→ **Your goal**
Check every line of the data for the word "with", and copy those that have it.

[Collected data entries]
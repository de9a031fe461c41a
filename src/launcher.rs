//! Outbound navigation boundary: hand the route to the external player surface.
//!
//! The player is launched as a detached process with the route string as its
//! final argument. Exactly one launch per selection; there is no retry or
//! status tracking — once the route is handed over, the player owns playback.

use anyhow::{Context, Result, anyhow};
use std::process::{Command, Stdio};
use tracing::info;

use crate::navigator::NavigationTarget;

/// Spawn `command` (whitespace-split program + leading args) with the
/// resolved route appended. `command` comes from user prefs.
pub fn launch(command: &str, target: &NavigationTarget) -> Result<()> {
  let route = target.route();
  let mut parts = command.split_whitespace();
  let program = parts.next().context("player command is empty")?;

  info!(program = %program, route = %route, "launching player surface");

  let mut cmd = Command::new(program);
  cmd.args(parts).arg(&route);
  cmd.stdin(Stdio::null());
  cmd.stdout(Stdio::null());
  cmd.stderr(Stdio::null());

  cmd.spawn().map_err(|e| {
    if e.kind() == std::io::ErrorKind::NotFound {
      anyhow!("player command '{}' not found. Set player_command in prefs.toml to an installed program", program)
    } else {
      anyhow!(e).context(format!("failed to spawn player command '{}'", program))
    }
  })?;
  Ok(())
}

#[cfg(test)]
mod tests {
  use super::*;

  fn target() -> NavigationTarget {
    NavigationTarget { video_id: "video1".to_string(), level: 1 }
  }

  #[test]
  fn empty_command_is_an_error() {
    assert!(launch("", &target()).is_err());
    assert!(launch("   ", &target()).is_err());
  }

  #[test]
  fn missing_program_reports_not_found() {
    let err = launch("kidvid-player-that-does-not-exist", &target()).unwrap_err();
    assert!(err.to_string().contains("not found"));
  }
}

→ **Exercise solution**
//! The player is launched as a detached process with the route string as its
/// Spawn `command` (whitespace-split program + leading args) with the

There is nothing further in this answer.